» **DIRECTIONS FOR THIS TASK**: Collect every line in the records below that contains the word "static".

» **DATA**:
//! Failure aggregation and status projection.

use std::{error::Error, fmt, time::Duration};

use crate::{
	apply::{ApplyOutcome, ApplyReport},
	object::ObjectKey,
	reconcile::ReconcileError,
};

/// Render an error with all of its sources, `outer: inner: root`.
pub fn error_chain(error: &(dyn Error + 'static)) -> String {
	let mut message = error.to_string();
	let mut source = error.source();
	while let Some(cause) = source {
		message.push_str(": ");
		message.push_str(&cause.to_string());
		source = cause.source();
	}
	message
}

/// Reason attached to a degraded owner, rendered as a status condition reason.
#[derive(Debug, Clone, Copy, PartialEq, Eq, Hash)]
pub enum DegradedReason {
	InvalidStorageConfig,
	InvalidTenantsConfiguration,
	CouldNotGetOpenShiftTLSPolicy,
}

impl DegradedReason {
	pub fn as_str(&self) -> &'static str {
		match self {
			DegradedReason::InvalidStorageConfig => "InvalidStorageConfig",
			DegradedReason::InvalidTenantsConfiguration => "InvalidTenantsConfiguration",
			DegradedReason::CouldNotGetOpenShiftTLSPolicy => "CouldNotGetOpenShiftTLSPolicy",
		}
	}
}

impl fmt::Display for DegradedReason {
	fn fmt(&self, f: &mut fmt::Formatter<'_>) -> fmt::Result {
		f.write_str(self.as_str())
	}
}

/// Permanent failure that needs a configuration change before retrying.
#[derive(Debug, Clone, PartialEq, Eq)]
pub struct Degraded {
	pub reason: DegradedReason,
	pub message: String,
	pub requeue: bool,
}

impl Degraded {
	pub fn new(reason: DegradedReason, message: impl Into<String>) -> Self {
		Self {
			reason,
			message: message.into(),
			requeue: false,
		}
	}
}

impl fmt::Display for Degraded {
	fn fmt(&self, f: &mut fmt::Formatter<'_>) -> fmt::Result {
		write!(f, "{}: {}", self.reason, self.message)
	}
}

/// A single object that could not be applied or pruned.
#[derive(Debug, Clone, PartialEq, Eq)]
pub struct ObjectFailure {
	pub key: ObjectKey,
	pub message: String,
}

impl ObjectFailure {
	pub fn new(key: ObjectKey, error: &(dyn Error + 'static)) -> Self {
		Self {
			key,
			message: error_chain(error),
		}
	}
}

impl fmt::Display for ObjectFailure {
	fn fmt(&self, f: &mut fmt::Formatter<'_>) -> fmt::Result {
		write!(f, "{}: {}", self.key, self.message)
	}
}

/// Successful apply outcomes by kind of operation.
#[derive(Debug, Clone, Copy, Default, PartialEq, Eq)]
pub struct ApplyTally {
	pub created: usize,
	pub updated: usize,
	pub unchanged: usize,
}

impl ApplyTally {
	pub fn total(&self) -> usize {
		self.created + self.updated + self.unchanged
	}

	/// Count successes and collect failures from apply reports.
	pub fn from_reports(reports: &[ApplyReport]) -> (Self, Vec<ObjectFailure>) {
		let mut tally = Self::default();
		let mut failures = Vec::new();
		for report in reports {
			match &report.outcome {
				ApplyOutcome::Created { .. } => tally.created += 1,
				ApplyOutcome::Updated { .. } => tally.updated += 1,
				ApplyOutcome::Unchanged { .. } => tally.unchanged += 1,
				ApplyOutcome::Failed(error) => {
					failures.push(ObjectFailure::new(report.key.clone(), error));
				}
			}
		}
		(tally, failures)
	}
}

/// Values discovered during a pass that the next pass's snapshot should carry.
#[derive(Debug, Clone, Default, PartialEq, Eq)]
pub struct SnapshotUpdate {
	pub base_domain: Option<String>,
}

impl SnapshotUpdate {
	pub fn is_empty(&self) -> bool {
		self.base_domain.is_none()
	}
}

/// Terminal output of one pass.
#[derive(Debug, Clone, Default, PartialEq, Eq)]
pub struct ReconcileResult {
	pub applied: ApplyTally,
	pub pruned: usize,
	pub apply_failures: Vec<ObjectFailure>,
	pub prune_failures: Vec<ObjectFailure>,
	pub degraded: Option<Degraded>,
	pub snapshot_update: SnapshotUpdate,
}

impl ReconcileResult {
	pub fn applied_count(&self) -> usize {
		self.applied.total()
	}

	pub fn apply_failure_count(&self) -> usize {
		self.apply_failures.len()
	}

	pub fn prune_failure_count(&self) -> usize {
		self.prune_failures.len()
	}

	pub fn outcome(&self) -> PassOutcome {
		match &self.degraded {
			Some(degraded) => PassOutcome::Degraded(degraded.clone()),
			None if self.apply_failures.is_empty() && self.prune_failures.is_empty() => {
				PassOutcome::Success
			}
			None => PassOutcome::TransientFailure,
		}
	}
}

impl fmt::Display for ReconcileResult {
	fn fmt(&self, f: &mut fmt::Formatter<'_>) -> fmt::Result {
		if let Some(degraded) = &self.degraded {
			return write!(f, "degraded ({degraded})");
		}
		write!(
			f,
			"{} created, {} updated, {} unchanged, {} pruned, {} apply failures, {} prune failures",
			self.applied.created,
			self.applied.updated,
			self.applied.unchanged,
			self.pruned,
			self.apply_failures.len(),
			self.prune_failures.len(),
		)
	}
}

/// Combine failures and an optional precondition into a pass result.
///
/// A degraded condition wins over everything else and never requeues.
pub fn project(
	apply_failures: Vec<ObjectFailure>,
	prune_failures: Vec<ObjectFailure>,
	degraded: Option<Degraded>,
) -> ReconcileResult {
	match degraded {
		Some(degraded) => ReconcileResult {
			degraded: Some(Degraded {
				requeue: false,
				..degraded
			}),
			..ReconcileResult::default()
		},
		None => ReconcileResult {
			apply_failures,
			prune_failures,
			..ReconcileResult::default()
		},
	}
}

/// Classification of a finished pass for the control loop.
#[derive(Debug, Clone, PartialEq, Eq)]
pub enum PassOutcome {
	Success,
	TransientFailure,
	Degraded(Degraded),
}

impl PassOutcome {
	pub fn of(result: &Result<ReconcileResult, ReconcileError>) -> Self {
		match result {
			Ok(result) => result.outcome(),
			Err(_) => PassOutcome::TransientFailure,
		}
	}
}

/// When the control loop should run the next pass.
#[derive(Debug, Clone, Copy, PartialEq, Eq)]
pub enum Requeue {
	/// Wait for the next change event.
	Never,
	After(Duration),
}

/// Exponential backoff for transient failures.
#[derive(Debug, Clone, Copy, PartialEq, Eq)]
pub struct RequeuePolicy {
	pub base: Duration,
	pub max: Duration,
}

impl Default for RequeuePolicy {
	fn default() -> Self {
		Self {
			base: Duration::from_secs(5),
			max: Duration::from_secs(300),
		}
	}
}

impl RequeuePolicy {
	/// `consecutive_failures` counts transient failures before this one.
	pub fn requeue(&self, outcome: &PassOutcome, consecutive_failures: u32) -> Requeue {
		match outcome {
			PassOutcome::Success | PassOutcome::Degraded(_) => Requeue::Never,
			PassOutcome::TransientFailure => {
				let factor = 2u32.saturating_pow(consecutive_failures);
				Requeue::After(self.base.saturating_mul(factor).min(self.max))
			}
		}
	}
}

» **TASK SOLUTION**:
pub fn error_chain(error: &(dyn Error + 'static)) -> String {
	pub fn as_str(&self) -> &'static str {
	pub fn new(key: ObjectKey, error: &(dyn Error + 'static)) -> Self {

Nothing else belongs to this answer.